A first embodiment of the present application provides an instant messaging method based on speech recognition, and fig. 1 is a flowchart of the instant messaging method based on speech recognition according to the first embodiment of the present application. The instant messaging method in the first embodiment of the present application is applied to a server, and includes the following steps:
s101, receiving voice information sent by a sending terminal;
in this step, the sending terminal may record the voice message on an instant messaging interface (e.g., a chat interface), and when the flag or button is released after the recording is completed, the recording is completed. Then, the sending terminal sends the voice information to the server through the network.
S102, recognizing the voice information as character information;
in this step, after receiving the voice message sent by the party, the server recognizes the voice message as text message by using a voice recognition technique. Speech recognition techniques are well known in the art and are not described in detail herein.
S103, sending the voice information to a receiving terminal;
in this step, the server transmits the voice information received in step S101 to the receiving terminal.
It should be noted that step S103 may be executed simultaneously with step S102 or sequentially, and when executed sequentially, the order of steps S102 and S103 is not particularly limited.
S104, sending the character information generated after the identification to a receiving terminal;
in this step, the server transmits the character information generated after the voice recognition processing to the receiving terminal. Preferably, in this step, the server sends a designated tag at the same time as the text message, for distinguishing the text message converted from the voice message from the text message directly input by the sender in text.
It is to be noted that, when step S103 is executed after step S102, step S104 may be executed simultaneously with step S103, or step S104 may be executed before or after step S103, and the present application is not particularly limited.
In an embodiment, step S103 may be executed first, the voice message received in step S101 is sent to the receiving terminal, step S102 is executed again, the voice message is subjected to voice recognition to generate text message, and step S104 is executed later, the text message generated after recognition is sent to the receiving terminal; in another embodiment, step S102 may be executed first, the voice information received in step S101 is subjected to voice recognition to generate text information, and then step S103 and step S104 are executed simultaneously or sequentially, and the voice information and the text information generated after recognition are sent to the receiving terminal.

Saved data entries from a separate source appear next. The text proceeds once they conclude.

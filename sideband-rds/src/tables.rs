// Sideband
// Copyright (c) 2025 The Project Sideband Developers.
//
// This Source Code Form is subject to the terms of the Mozilla Public
// License, v. 2.0. If a copy of the MPL was not distributed with this
// file, You can obtain one at https://mozilla.org/MPL/2.0/.

//! Static lookup tables: programme types, countries, languages, open data applications,
//! RT+ content types, and the RBDS callsign back-calculation.

/// Programme Type names (RDS).
/// EN 50067:1998, Annex F (pp. 77-78)
pub fn pty_name(pty: u16) -> &'static str {
    #[rustfmt::skip]
    const PTY_NAMES: [&str; 32] = [
        "No PTY",         "News",            "Current affairs",       "Information",
        "Sport",          "Education",       "Drama",                 "Culture",
        "Science",        "Varied",          "Pop music",             "Rock music",
        "Easy listening", "Light classical", "Serious classical",     "Other music",
        "Weather",        "Finance",         "Children's programmes", "Social affairs",
        "Religion",       "Phone-in",        "Travel",                "Leisure",
        "Jazz music",     "Country music",   "National music",        "Oldies music",
        "Folk music",     "Documentary",     "Alarm test",            "Alarm",
    ];

    PTY_NAMES.get(usize::from(pty)).copied().unwrap_or("Unknown")
}

/// Programme Type names (U.S. / RBDS).
/// U.S. RBDS Standard 1998, Annex F (pp. 95-96)
pub fn pty_name_rbds(pty: u16) -> &'static str {
    #[rustfmt::skip]
    const PTY_NAMES_RBDS: [&str; 32] = [
        "No PTY",           "News",                  "Information",    "Sports",
        "Talk",             "Rock",                  "Classic rock",   "Adult hits",
        "Soft rock",        "Top 40",                "Country",        "Oldies",
        "Soft",             "Nostalgia",             "Jazz",           "Classical",
        "Rhythm and blues", "Soft rhythm and blues", "Language",       "Religious music",
        "Religious talk",   "Personality",           "Public",         "College",
        "Spanish talk",     "Spanish music",         "Hip hop",        "",
        "",                 "Weather",               "Emergency test", "Emergency",
    ];

    PTY_NAMES_RBDS.get(usize::from(pty)).copied().unwrap_or("Unknown")
}

/// 2-letter country codes from the country code (1..=15) and extended country code.
/// EN 50067:1998, Annex D, Table D.1 (p. 71); RDS Forum R08/008_7, Table D.2 (p. 75)
pub fn country_string(cc: u16, ecc: u16) -> &'static str {
    let codes: [&str; 15] = match ecc {
        0xA0 => ["us", "us", "us", "us", "us", "us", "us", "us", "us", "us", "us", "--", "us", "us", "--"],
        0xA1 => ["--", "--", "--", "--", "--", "--", "--", "--", "--", "--", "ca", "ca", "ca", "ca", "gl"],
        0xA2 => ["ai", "ag", "ec", "fk", "bb", "bz", "ky", "cr", "cu", "ar", "br", "bm", "an", "gp", "bs"],
        0xA3 => ["bo", "co", "jm", "mq", "gf", "py", "ni", "--", "pa", "dm", "do", "cl", "gd", "tc", "gy"],
        0xA4 => ["gt", "hn", "aw", "--", "ms", "tt", "pe", "sr", "uy", "kn", "lc", "sv", "ht", "ve", "--"],
        0xA5 => ["--", "--", "--", "--", "--", "--", "--", "--", "--", "--", "mx", "vc", "mx", "mx", "mx"],
        0xA6 => ["--", "--", "--", "--", "--", "--", "--", "--", "--", "--", "--", "--", "--", "--", "pm"],
        0xD0 => ["cm", "cf", "dj", "mg", "ml", "ao", "gq", "ga", "gn", "za", "bf", "cg", "tg", "bj", "mw"],
        0xD1 => ["na", "lr", "gh", "mr", "st", "cv", "sn", "gm", "bi", "--", "bw", "km", "tz", "et", "bg"],
        0xD2 => ["sl", "zw", "mz", "ug", "sz", "ke", "so", "ne", "td", "gw", "zr", "ci", "tz", "zm", "--"],
        0xD3 => ["--", "--", "eh", "--", "rw", "ls", "--", "sc", "--", "mu", "--", "sd", "--", "--", "--"],
        0xE0 => ["de", "dz", "ad", "il", "it", "be", "ru", "ps", "al", "at", "hu", "mt", "de", "--", "eg"],
        0xE1 => ["gr", "cy", "sm", "ch", "jo", "fi", "lu", "bg", "dk", "gi", "iq", "gb", "ly", "ro", "fr"],
        0xE2 => ["ma", "cz", "pl", "va", "sk", "sy", "tn", "--", "li", "is", "mc", "lt", "rs", "es", "no"],
        0xE3 => ["me", "ie", "tr", "mk", "--", "--", "--", "nl", "lv", "lb", "az", "hr", "kz", "se", "by"],
        0xE4 => ["md", "ee", "kg", "--", "--", "ua", "ks", "pt", "si", "am", "--", "ge", "--", "--", "ba"],
        0xF0 => ["au", "au", "au", "au", "au", "au", "au", "au", "sa", "af", "mm", "cn", "kp", "bh", "my"],
        0xF1 => ["ki", "bt", "bd", "pk", "fj", "om", "nr", "ir", "nz", "sb", "bn", "lk", "tw", "kr", "hk"],
        0xF2 => ["kw", "qa", "kh", "ws", "in", "mo", "vn", "ph", "jp", "sg", "mv", "id", "ae", "np", "vu"],
        0xF3 => ["la", "th", "to", "--", "--", "--", "--", "--", "pg", "--", "ye", "--", "--", "fm", "mn"],
        _ => return "--",
    };

    if cc >= 1 && cc <= 15 {
        codes[usize::from(cc) - 1]
    }
    else {
        "--"
    }
}

/// Programme languages.
/// EN 50067:1998, Annex J (p. 84)
pub fn language_string(code: u16) -> &'static str {
    #[rustfmt::skip]
    const LANGUAGES: [&str; 128] = [
        "Unknown",     "Albanian",      "Breton",     "Catalan",
        "Croatian",    "Welsh",         "Czech",      "Danish",
        "German",      "English",       "Spanish",    "Esperanto",
        "Estonian",    "Basque",        "Faroese",    "French",
        "Frisian",     "Irish",         "Gaelic",     "Galician",
        "Icelandic",   "Italian",       "Lappish",    "Latin",
        "Latvian",     "Luxembourgian", "Lithuanian", "Hungarian",
        "Maltese",     "Dutch",         "Norwegian",  "Occitan",
        "Polish",      "Portuguese",    "Romanian",   "Romansh",
        "Serbian",     "Slovak",        "Slovene",    "Finnish",
        "Swedish",     "Turkish",       "Flemish",    "Walloon",
        "",            "",              "",           "",
        "",            "",              "",           "",
        "",            "",              "",           "",
        "",            "",              "",           "",
        "",            "",              "",           "",
        "Background",  "",              "",           "",
        "",            "Zulu",          "Vietnamese", "Uzbek",
        "Urdu",        "Ukrainian",     "Thai",       "Telugu",
        "Tatar",       "Tamil",         "Tadzhik",    "Swahili",
        "SrananTongo", "Somali",        "Sinhalese",  "Shona",
        "Serbo-Croat", "Ruthenian",     "Russian",    "Quechua",
        "Pushtu",      "Punjabi",       "Persian",    "Papamiento",
        "Oriya",       "Nepali",        "Ndebele",    "Marathi",
        "Moldovian",   "Malaysian",     "Malagasay",  "Macedonian",
        "Laotian",     "Korean",        "Khmer",      "Kazakh",
        "Kannada",     "Japanese",      "Indonesian", "Hindi",
        "Hebrew",      "Hausa",         "Gurani",     "Gujurati",
        "Greek",       "Georgian",      "Fulani",     "Dari",
        "Churash",     "Chinese",       "Burmese",    "Bulgarian",
        "Bengali",     "Belorussian",   "Bambora",    "Azerbaijan",
        "Assamese",    "Armenian",      "Arabic",     "Amharic",
    ];

    LANGUAGES.get(usize::from(code)).copied().unwrap_or("")
}

/// Open Data Application names.
/// RDS Forum R13/041_2 (2013-09-05), R17/032_1 (2017-07-20), and later
pub fn app_name(aid: u16) -> &'static str {
    match aid {
        0x0000 => "None",
        0x0093 => "Cross referencing DAB within RDS",
        0x0BCB => "Leisure & Practical Info for Drivers",
        0x0C24 => "ELECTRABEL-DSM 7",
        0x0CC1 => "Wireless Playground broadcast control signal",
        0x0D45 => "RDS-TMC: ALERT-C / EN ISO 14819-1",
        0x0D8B => "ELECTRABEL-DSM 18",
        0x0E2C => "ELECTRABEL-DSM 3",
        0x0E31 => "ELECTRABEL-DSM 13",
        0x0F87 => "ELECTRABEL-DSM 2",
        0x125F => "I-FM-RDS for fixed and mobile devices",
        0x1BDA => "ELECTRABEL-DSM 1",
        0x1C5E => "ELECTRABEL-DSM 20",
        0x1C68 => "ITIS In-vehicle data base",
        0x1CB1 => "ELECTRABEL-DSM 10",
        0x1D47 => "ELECTRABEL-DSM 4",
        0x1DC2 => "CITIBUS 4",
        0x1DC5 => "Encrypted TTI using ALERT-Plus",
        0x1E8F => "ELECTRABEL-DSM 17",
        0x4400 => "RDS-Light",
        0x4AA1 => "RASANT",
        0x4AB7 => "ELECTRABEL-DSM 9",
        0x4BA2 => "ELECTRABEL-DSM 5",
        0x4BD7 => "RadioText+ (RT+)",
        0x4BD8 => "RadioText Plus / RT+ for eRT",
        0x4C59 => "CITIBUS 2",
        0x4D87 => "Radio Commerce System (RCS)",
        0x4D95 => "ELECTRABEL-DSM 16",
        0x4D9A => "ELECTRABEL-DSM 11",
        0x50DD => "To warn people in case of disasters or emergency",
        0x5757 => "Personal weather station",
        0x6363 => "Hybradio RDS-Net(for testing use, only)",
        0x6365 => "RDS2 – 9 bit AF lists ODA",
        0x6552 => "Enhanced RadioText (eRT)",
        0x6A7A => "Warning receiver",
        0x7373 => "Enhanced early warning system",
        0xA112 => "NL _ Alert system",
        0xA911 => "Data FM Selective Multipoint Messaging",
        0xABCF => "RF Power Monitoring",
        0xC350 => "NRSC Song Title and Artist",
        0xC3A1 => "Personal Radio Service",
        0xC3B0 => "iTunes Tagging",
        0xC3C3 => "NAVTEQ Traffic Plus",
        0xC4D4 => "eEAS",
        0xC549 => "Smart Grid Broadcast Channel",
        0xC563 => "ID Logic",
        0xC6A7 => "Veil Enabled Interactive Device",
        0xC737 => "Utility Message Channel (UMC)",
        0xCB73 => "CITIBUS 1",
        0xCB97 => "ELECTRABEL-DSM 14",
        0xCC21 => "CITIBUS 3",
        0xCD46 => "RDS-TMC: ALERT-C",
        0xCD47 => "RDS-TMC: ALERT-C",
        0xCD9E => "ELECTRABEL-DSM 8",
        0xCE6B => "Encrypted TTI using ALERT-Plus",
        0xE123 => "APS Gateway",
        0xE1C1 => "Action code",
        0xE319 => "ELECTRABEL-DSM 12",
        0xE411 => "Beacon downlink",
        0xE440 => "ELECTRABEL-DSM 15",
        0xE4A6 => "ELECTRABEL-DSM 19",
        0xE5D7 => "ELECTRABEL-DSM 6",
        0xE911 => "EAS open protocol",
        0xFF7F => "RFT: Station logo",
        0xFF80 => "RFT+ (work title)",
        _ => "(Unknown)",
    }
}

/// RadioText+ content types.
/// RDS Forum R06/040_1 (2006-07-21)
pub fn rt_plus_content_type(content_type: u32) -> &'static str {
    #[rustfmt::skip]
    const CONTENT_TYPES: [&str; 64] = [
        "dummy_class",          "item.title",         "item.album",
        "item.tracknumber",     "item.artist",        "item.composition",
        "item.movement",        "item.conductor",     "item.composer",
        "item.band",            "item.comment",       "item.genre",
        "info.news",            "info.news.local",    "info.stockmarket",
        "info.sport",           "info.lottery",       "info.horoscope",
        "info.daily_diversion", "info.health",        "info.event",
        "info.scene",           "info.cinema",        "info.tv",
        "info.date_time",       "info.weather",       "info.traffic",
        "info.alarm",           "info.advertisement", "info.url",
        "info.other",           "stationname.short",  "stationname.long",
        "programme.now",        "programme.next",     "programme.part",
        "programme.host",     "programme.editorial_staff", "programme.frequency",
        "programme.homepage", "programme.subchannel", "phone.hotline",
        "phone.studio",         "phone.other",        "sms.studio",
        "sms.other",            "email.hotline",      "email.studio",
        "email.other",          "mms.other",          "chat",
        "chat.centre",          "vote.question",      "vote.centre",
        "unknown",              "unknown",            "unknown",
        "unknown",              "unknown",            "place",
        "appointment",          "identifier",         "purchase",
        "get_data",
    ];

    CONTENT_TYPES.get(content_type as usize).copied().unwrap_or("unknown")
}

/// Decoder Identification (DI) and Dynamic PTY Indicator (PTYI) codes.
/// EN 50067:1998, 3.2.1.5 (p. 41)
pub fn di_code_string(di: u16) -> &'static str {
    const DI_CODES: [&str; 4] = ["dynamic_pty", "compressed", "artificial_head", "stereo"];

    DI_CODES.get(usize::from(di)).copied().unwrap_or("unknown")
}

fn three_letter_callsign(pi: u16) -> Option<&'static str> {
    let callsign = match pi {
        0x99A5 => "KBW", 0x9992 => "KOY", 0x9978 => "WHO", 0x99A6 => "KCY",
        0x9993 => "KPQ", 0x999C => "WHP", 0x9990 => "KDB", 0x9964 => "KQV",
        0x999D => "WIL", 0x99A7 => "KDF", 0x9994 => "KSD", 0x997A => "WIP",
        0x9950 => "KEX", 0x9965 => "KSL", 0x99B3 => "WIS", 0x9951 => "KFH",
        0x9966 => "KUJ", 0x997B => "WJR", 0x9952 => "KFI", 0x9995 => "KUT",
        0x99B4 => "WJW", 0x9953 => "KGA", 0x9967 => "KVI", 0x99B5 => "WJZ",
        0x9991 => "KGB", 0x9968 => "KWG", 0x997C => "WKY", 0x9954 => "KGO",
        0x9996 => "KXL", 0x997D => "WLS", 0x9955 => "KGU", 0x9997 => "KXO",
        0x997E => "WLW", 0x9956 => "KGW", 0x996B => "KYW", 0x999E => "WMC",
        0x9957 => "KGY", 0x9999 => "WBT", 0x999F => "WMT", 0x99AA => "KHQ",
        0x996D => "WBZ", 0x9981 => "WOC", 0x9958 => "KID", 0x996E => "WDZ",
        0x99A0 => "WOI", 0x9959 => "KIT", 0x996F => "WEW", 0x9983 => "WOL",
        0x995A => "KJR", 0x999A => "WGH", 0x9984 => "WOR", 0x995B => "KLO",
        0x9971 => "WGL", 0x99A1 => "WOW", 0x995C => "KLZ", 0x9972 => "WGN",
        0x99B9 => "WRC", 0x995D => "KMA", 0x9973 => "WGR", 0x99A2 => "WRR",
        0x995E => "KMJ", 0x999B => "WGY", 0x99A3 => "WSB", 0x995F => "KNX",
        0x9975 => "WHA", 0x99A4 => "WSM", 0x9960 => "KOA", 0x9976 => "WHB",
        0x9988 => "WWJ", 0x99AB => "KOB", 0x9977 => "WHK", 0x9989 => "WWL",
        _ => return None,
    };
    Some(callsign)
}

fn linked_station_name(pi: u16) -> Option<&'static str> {
    let name = match pi {
        0xB001 => "NPR-1",
        0xB002 => "CBC English - Radio One",
        0xB003 => "CBC English - Radio Two",
        0xB004 => "CBC French => Radio-Canada - Première Chaîne",
        0xB005 => "CBC French => Radio-Canada - Espace Musique",
        0xB006 | 0xB007 | 0xB008 | 0xB009 => "CBC",
        0xB00A => "NPR-2",
        0xB00B => "NPR-3",
        0xB00C => "NPR-4",
        0xB00D => "NPR-5",
        0xB00E => "NPR-6",
        _ => return None,
    };
    Some(name)
}

/// Back-calculates the callsign for a North American (RBDS) station.
/// NRSC-4-B (2011), page 18, D.7
pub fn callsign_from_pi(pi: u16) -> Option<String> {
    // Exceptions for zero nybbles
    let pi = if (pi & 0xFFF0) == 0xAFA0 && (pi & 0x000F) < 0x000A {
        // P1 0 0 0 --> A F A P1
        pi << 12
    }
    else if (pi & 0xFF00) == 0xAF00 {
        // P1 P2 0 0 --> A F P1 P2
        pi << 8
    }
    else if (pi & 0xF000) == 0xA000 {
        // P1 0 P3 P4 --> A P1 P3 P4
        ((pi & 0x0F00) << 4) | (pi & 0x00FF)
    }
    else {
        pi
    };

    if pi >= 0x9950 && pi <= 0x9EFF {
        // Three-letter only
        three_letter_callsign(pi).map(str::to_string)
    }
    else if pi >> 12 == 0xB || pi >> 12 == 0xD || pi >> 12 == 0xE {
        // Nationally-linked stations
        linked_station_name(pi & 0xF0FF).map(str::to_string)
    }
    else if pi >= 0x1000 && pi <= 0x994F {
        // Decode four-letter callsign
        const NUM_LETTERS: u16 = 26;

        let first = if pi <= 0x54A7 { 'K' } else { 'W' };
        let pi = pi - if first == 'K' { 0x1000 } else { 0x54A8 };

        let letter = |n: u16| char::from(b'A' + (n % NUM_LETTERS) as u8);
        Some(
            [
                first,
                letter(pi / (NUM_LETTERS * NUM_LETTERS)),
                letter(pi / NUM_LETTERS),
                letter(pi),
            ]
            .iter()
            .collect(),
        )
    }
    else {
        None
    }
}
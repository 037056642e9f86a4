// Sideband
// Copyright (c) 2025 The Project Sideband Developers.
//
// This Source Code Form is subject to the terms of the Mozilla Public
// License, v. 2.0. If a copy of the MPL was not distributed with this
// file, You can obtain one at https://mozilla.org/MPL/2.0/.

//! The `nco` module implements a numerically-controlled oscillator with a phase-locked loop.
//!
//! The oscillator tracks the 57 kHz RDS subcarrier. The three RDS2 subcarriers (66.5, 71.25,
//! and 76 kHz) are not tracked independently: all four are transmitted phase-coherently, so
//! their mixer phases are derived from the tracked phase by scaling each phase increment with
//! the frequency ratio.

use super::complex::Complex;
use super::unwrap_phase;

/// Subcarrier center frequencies for RDS2 data streams 0 to 3, in Hz.
const STREAM_FREQUENCIES: [f32; 4] = [57_000.0, 66_500.0, 71_250.0, 76_000.0];

#[derive(Clone, Debug)]
pub struct Nco {
    initial_frequency: f32,
    frequency: f32,
    phase: f32,
    prev_phase: f32,
    stream_phases: [f32; 4],
    pll_alpha: f32,
    pll_beta: f32,
}

impl Nco {
    /// `frequency` is in radians per sample.
    pub fn new(frequency: f32) -> Self {
        Nco {
            initial_frequency: frequency,
            frequency,
            phase: 0.0,
            prev_phase: 0.0,
            stream_phases: [0.0; 4],
            pll_alpha: 0.0,
            pll_beta: 0.0,
        }
    }

    pub fn reset(&mut self) {
        self.frequency = self.initial_frequency;
        self.phase = 0.0;
        self.prev_phase = 0.0;
        self.stream_phases = [0.0; 4];
    }

    /// Mixes the sample down to baseband on the given data stream (0 to 3).
    pub fn mix_down(&self, s: Complex, stream: usize) -> Complex {
        s * Complex::from_polar(1.0, -self.stream_phases[stream])
    }

    /// Advances the oscillator by one sample period and propagates the phase step to all
    /// stream mixers.
    pub fn step(&mut self) {
        self.phase = unwrap_phase(self.phase + self.frequency);

        let delta = unwrap_phase(self.phase - self.prev_phase);
        self.prev_phase = self.phase;

        for (phase, freq) in self.stream_phases.iter_mut().zip(&STREAM_FREQUENCIES) {
            *phase = unwrap_phase(*phase + delta * freq / STREAM_FREQUENCIES[0]);
        }
    }

    /// `bandwidth` is the loop bandwidth as a fraction of the sample rate.
    pub fn set_pll_bandwidth(&mut self, bandwidth: f32) {
        // Proportional-plus-integral loop: the phase reacts at the loop bandwidth, the
        // frequency integrates the squared bandwidth.
        self.pll_beta = bandwidth;
        self.pll_alpha = bandwidth * bandwidth;
    }

    /// Applies one phase-error measurement to the loop.
    pub fn pll_step(&mut self, dphi: f32) {
        self.frequency += self.pll_alpha * dphi;
        self.phase = unwrap_phase(self.phase + self.pll_beta * dphi);
    }
}
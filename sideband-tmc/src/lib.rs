// Sideband
// Copyright (c) 2025 The Project Sideband Developers.
//
// This Source Code Form is subject to the terms of the Mozilla Public
// License, v. 2.0. If a copy of the MPL was not distributed with this
// file, You can obtain one at https://mozilla.org/MPL/2.0/.

//! Decoder for the RDS Traffic Message Channel (TMC), carrying ALERT-C coded traffic events
//! per ISO 14819-1.

#![warn(rust_2018_idioms)]
#![forbid(unsafe_code)]

pub mod csv;
pub mod event_db;
pub mod location_db;
pub mod message;
pub mod service;

pub use message::{Message, ServiceKey};
pub use service::TmcService;
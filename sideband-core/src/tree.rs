// Sideband
// Copyright (c) 2025 The Project Sideband Developers.
//
// This Source Code Form is subject to the terms of the Mozilla Public
// License, v. 2.0. If a copy of the MPL was not distributed with this
// file, You can obtain one at https://mozilla.org/MPL/2.0/.

//! The `tree` module provides helpers for building the hierarchical JSON output record.
//!
//! Decoders write into a [`serde_json::Value`] object tree keyed by stable field names; the
//! tree is serialized once at the end of group processing. Keys keep insertion order.

use serde_json::{Map, Value};

/// Returns the node at `path`, creating intermediate objects as needed.
pub fn node<'a>(tree: &'a mut Value, path: &[&str]) -> &'a mut Value {
    let mut current = tree;
    for key in path {
        if !current.is_object() {
            *current = Value::Object(Map::new());
        }
        current = current.as_object_mut().unwrap().entry(*key).or_insert(Value::Null);
    }
    current
}

/// Sets the value at `path`, creating intermediate objects as needed.
pub fn set<T: Into<Value>>(tree: &mut Value, path: &[&str], value: T) {
    *node(tree, path) = value.into();
}

/// Appends to the array at `path`, creating it (and intermediate objects) as needed.
pub fn push<T: Into<Value>>(tree: &mut Value, path: &[&str], value: T) {
    let target = node(tree, path);
    if !target.is_array() {
        *target = Value::Array(Vec::new());
    }
    target.as_array_mut().unwrap().push(value.into());
}

/// True if a non-null value exists at `path`.
pub fn contains(tree: &Value, path: &[&str]) -> bool {
    let mut current = tree;
    for key in path {
        match current.get(key) {
            Some(child) => current = child,
            None => return false,
        }
    }
    !current.is_null()
}

/// True if nothing has been written to the tree.
pub fn is_empty(tree: &Value) -> bool {
    tree.is_null()
}
// Sideband
// Copyright (c) 2025 The Project Sideband Developers.
//
// This Source Code Form is subject to the terms of the Mozilla Public
// License, v. 2.0. If a copy of the MPL was not distributed with this
// file, You can obtain one at https://mozilla.org/MPL/2.0/.

//! RDS file transfer (RFT), carried in type C groups on the RDS2 data streams
//! (IEC 62106-2 ED2:2021).

use base64::engine::general_purpose::STANDARD as BASE64;
use base64::Engine as _;

use sideband_core::checksum::crc16_ccitt;
use sideband_core::util::bits::{divide_rounding_up, get_u8};

/// Segment addresses are 15 bits.
pub const MAX_NUM_SEGMENTS: usize = 1 << 15;

/// Each type C group carries 5 file bytes.
pub const SEGMENT_SIZE: usize = 5;

const MAX_NUM_CRCS: usize = 512;

const CRC_MODE_ENTIRE_FILE: u16 = 0;
const CRC_MODE_AUTO: u16 = 7;

/// A CRC descriptor for one chunk of the file, from an ODA variant 1 group.
#[derive(Clone, Copy, Debug, Default)]
pub struct ChunkCrc {
    pub mode: u16,
    pub address_raw: u16,
    pub crc: u16,
    pub received: bool,
}

impl ChunkCrc {
    // In auto mode the chunk size follows from the file size.
    fn actual_mode(&self, file_size_bytes: u32) -> u16 {
        if self.mode == CRC_MODE_AUTO {
            if file_size_bytes <= 40_960 {
                1
            }
            else if file_size_bytes <= 81_920 {
                2
            }
            else {
                3
            }
        }
        else {
            self.mode
        }
    }

    /// Chunk length in bytes, based on the mode and file size.
    pub fn chunk_length(&self, file_size_bytes: u32) -> u32 {
        if self.mode == CRC_MODE_ENTIRE_FILE {
            return file_size_bytes;
        }

        SEGMENT_SIZE as u32 * (8 << self.actual_mode(file_size_bytes))
    }

    /// Starting byte address of the chunk.
    pub fn byte_address(&self, file_size_bytes: u32) -> u32 {
        if self.mode == CRC_MODE_ENTIRE_FILE {
            return 0;
        }

        u32::from(self.address_raw) * self.chunk_length(file_size_bytes)
    }
}

/// Reassembly buffer for one file, on one of the 16 ODA pipes.
///
/// The 163 kB data buffer is only allocated once the first segment arrives on the pipe.
#[derive(Clone, Debug, Default)]
pub struct RftFile {
    data: Vec<u8>,
    received: Vec<bool>,
    crc_chunks: Vec<ChunkCrc>,
    expected_size_bytes: u32,
    is_emitted: bool,
    expect_crc: bool,
    prev_toggle: u16,
}

impl RftFile {
    pub fn new() -> Self {
        Default::default()
    }

    /// Does nothing if the size exceeds what the segment address space can carry.
    pub fn set_size(&mut self, size: u32) {
        const MAX_SIZE: u32 = (MAX_NUM_SEGMENTS * SEGMENT_SIZE) as u32;
        if size <= MAX_SIZE {
            self.expected_size_bytes = size;
        }
    }

    pub fn clear(&mut self) {
        for received in self.received.iter_mut() {
            *received = false;
        }
        self.is_emitted = false;
        self.crc_chunks.clear();
    }

    /// `flag` comes from the variant 0 file descriptor: true when CRCs will be sent.
    pub fn set_crc_flag(&mut self, flag: bool) {
        self.expect_crc = flag;
    }

    pub fn is_crc_expected(&self) -> bool {
        self.expect_crc
    }

    pub fn receive_crc(&mut self, chunk_crc: ChunkCrc) {
        if usize::from(chunk_crc.address_raw) >= MAX_NUM_CRCS {
            return;
        }
        self.crc_chunks.resize(MAX_NUM_CRCS, ChunkCrc::default());
        self.crc_chunks[usize::from(chunk_crc.address_raw)] =
            ChunkCrc { received: true, ..chunk_crc };
    }

    /// Receives segment data for this file.
    pub fn receive(&mut self, toggle: u16, segment_address: u32, block2: u16, block3: u16, block4: u16) {
        // Memory is allocated on the first group received on this pipe, so that idle pipes
        // don't hold 16 x 170 kB of buffers.
        self.received.resize(MAX_NUM_SEGMENTS, false);
        self.data.resize(MAX_NUM_SEGMENTS * SEGMENT_SIZE, 0);

        // File contents changed
        if toggle != self.prev_toggle {
            self.clear();
        }
        self.prev_toggle = toggle;

        if (segment_address as usize) < MAX_NUM_SEGMENTS {
            let start = segment_address as usize * SEGMENT_SIZE;
            self.data[start..start + SEGMENT_SIZE].copy_from_slice(&[
                get_u8(block2, 0),
                get_u8(block3, 8),
                get_u8(block3, 0),
                get_u8(block4, 8),
                get_u8(block4, 0),
            ]);
            self.received[segment_address as usize] = true;
        }
    }

    /// True when every expected segment has arrived and the file was not yet emitted.
    pub fn has_new_complete_file(&self) -> bool {
        if self.is_emitted || self.expected_size_bytes == 0 || self.received.is_empty() {
            return false;
        }

        let expected_num_segments = divide_rounding_up(self.expected_size_bytes, SEGMENT_SIZE as u32);
        (0..expected_num_segments as usize).all(|i| self.received[i])
    }

    /// The file contents encoded as Base64. Marks the file as emitted.
    pub fn base64_data(&mut self) -> String {
        self.is_emitted = true;
        BASE64.encode(&self.data[..self.expected_size_bytes as usize])
    }

    /// Verifies all received CRC chunks over the buffer.
    pub fn check_crc(&self) -> bool {
        self.crc_chunks.iter().filter(|c| c.received).all(|chunk| {
            let start = chunk.byte_address(self.expected_size_bytes) as usize;
            let length = chunk.chunk_length(self.expected_size_bytes) as usize;
            let end = (start + length).min(self.data.len());
            start < end && crc16_ccitt(&self.data[start..end]) == chunk.crc
        })
    }
}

In summary, the first embodiment of the present application provides an instant messaging method based on voice recognition, in which voice information is recognized to generate text information, and both the voice information and the text information are sent to a receiving terminal through a server. The instant messaging method provided by the embodiment facilitates the receiving terminal to receive information, overcomes the obstacle that the receiving terminal cannot listen after receiving the voice information in some occasions, and avoids the problem of privacy disclosure of a user.
Second embodiment
A second embodiment of the present application provides an instant messaging method based on speech recognition, and fig. 2 is a flowchart of the instant messaging method based on speech recognition according to the second embodiment of the present application. The instant messaging method in the first embodiment of the present application is applied to a server, and includes the following steps:
s201, receiving voice information sent by a sending terminal;
s202, recognizing the voice information as character information;
s203, sending the voice information to a receiving terminal;
s204, the character information generated after the recognition is sent to a receiving terminal;
the steps S201 to S204 are the same as or similar to the steps S101 to S104 in the first embodiment, and are not repeated herein.
In a preferred embodiment, after step S202, the method may further include
S205, the character information generated after recognition is sent to a sending terminal;
in this step, the server transmits the character information generated in step S202 to the transmitting terminal.
The execution sequence of step S205, step S204, and step S203 is not limited, and the three steps may be executed simultaneously or sequentially in any order, which is not particularly limited in the present application.
In addition, after step S202, the method may further include:
s206, storing the character information generated after recognition in a database;
in the step, the server sends the character information generated after recognition to a database connected with the server for standby. This step S206 may be performed simultaneously with any one of steps S203 to S205 or sequentially in any order, and the present application is not particularly limited.
After step S202, the method may further include:
s207, the auxiliary error correction information is sent to a sending terminal;
this step may be performed simultaneously with any one of steps S203 to S205 or sequentially in any order, and the present application is not particularly limited. Preferably, step S207 may be performed simultaneously with step S205, that is, while the text information generated after recognition is transmitted to the transmitting terminal, the error auxiliary correction information is simultaneously transmitted to the transmitting terminal for the transmitting terminal to modify the recognized text information.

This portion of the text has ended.